Paco Nathan
Derwen, Inc.
Known as a "player/coach", with core expertise in data science, natural language processing, machine learning, cloud computing; 35+ years tech industry experience, ranging from Bell Labs to early-stage start-ups. Co-chair Rev and JupyterCon. Advisor for NYU Coleridge Initiative, IBM Data Science Community, Amplify Partners, Recognai, Primer. Formerly: Director, Community Evangelism @ Databricks and Apache Spark. Cited in 2015 as one of the Top 30 People in Big Data and Analytics by Innovation Enterprise.
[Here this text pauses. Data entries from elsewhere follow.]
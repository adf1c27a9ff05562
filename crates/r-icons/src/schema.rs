//! Schema document loading.
//!
//! Layer documents are plain JSON files deserialized into [`ThemeDocument`]
//! values. Loading performs no validation beyond deserialization: a field
//! absent from a schema simply defaults to an empty mapping. A document that
//! is not valid JSON, or whose fields have the wrong shape, surfaces as
//! [`Error::Schema`](crate::Error::Schema) immediately.

use std::fs;
use std::path::{Path, PathBuf};

use r_icons_theme::ThemeDocument;

use crate::error::{Error, Result};

/// File name of the base schema document.
pub const BASE_SCHEMA: &str = "_baseSchema.json";
/// File name of the files override schema.
pub const FILE_SCHEMA: &str = "_fileSchema.json";
/// File name of the folders override schema.
pub const FOLDER_SCHEMA: &str = "_folderSchema.json";

/// The three layer documents feeding one composition.
#[derive(Debug, Clone)]
pub struct SchemaSet {
    pub base: ThemeDocument,
    pub files: ThemeDocument,
    pub folders: ThemeDocument,
}

/// Loads the layer schemas from a schema directory.
///
/// The directory is expected to contain [`BASE_SCHEMA`], [`FILE_SCHEMA`],
/// and [`FOLDER_SCHEMA`].
#[derive(Debug, Clone)]
pub struct SchemaLoader {
    root: PathBuf,
}

impl SchemaLoader {
    /// Create a loader rooted at `root`.
    pub fn new(root: impl Into<PathBuf>) -> Self {
        Self { root: root.into() }
    }

    /// The schema directory this loader reads from.
    pub fn root(&self) -> &Path {
        &self.root
    }

    /// Load all three layer documents.
    pub fn load(&self) -> Result<SchemaSet> {
        Ok(SchemaSet {
            base: self.load_document(BASE_SCHEMA)?,
            files: self.load_document(FILE_SCHEMA)?,
            folders: self.load_document(FOLDER_SCHEMA)?,
        })
    }

    /// Load a single schema document by file name.
    pub fn load_document(&self, name: &str) -> Result<ThemeDocument> {
        let path = self.root.join(name);
        let content = fs::read_to_string(&path).map_err(|e| Error::io(&path, e))?;
        let document = serde_json::from_str(&content).map_err(|e| Error::schema(&path, e))?;
        tracing::debug!("loaded schema document: {}", path.display());
        Ok(document)
    }
}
2020 Talk: Rich Context: a knowledge graph for linking datasets with research outcomes

The Rich Context project at NYU Wagner is the knowledge graph complement to the ADRF platform for cross-agency social science research using sensitive data, currently used by 50+ agencies. Rich Context represents metadata about datasets and their use in research which in turn influences public policy, with a goal of producing recommender systems for analysts and policymakers. Most all of the code is open source. This talk introduces the background for the project, our team process for collaboration, and several areas where machine learning is used to infer or clean metadata obtained from scholarly infrastructure and for semi-automated graph construction, along with human-in-the-loop feedback mechanisms for domain experts to help improve our graph.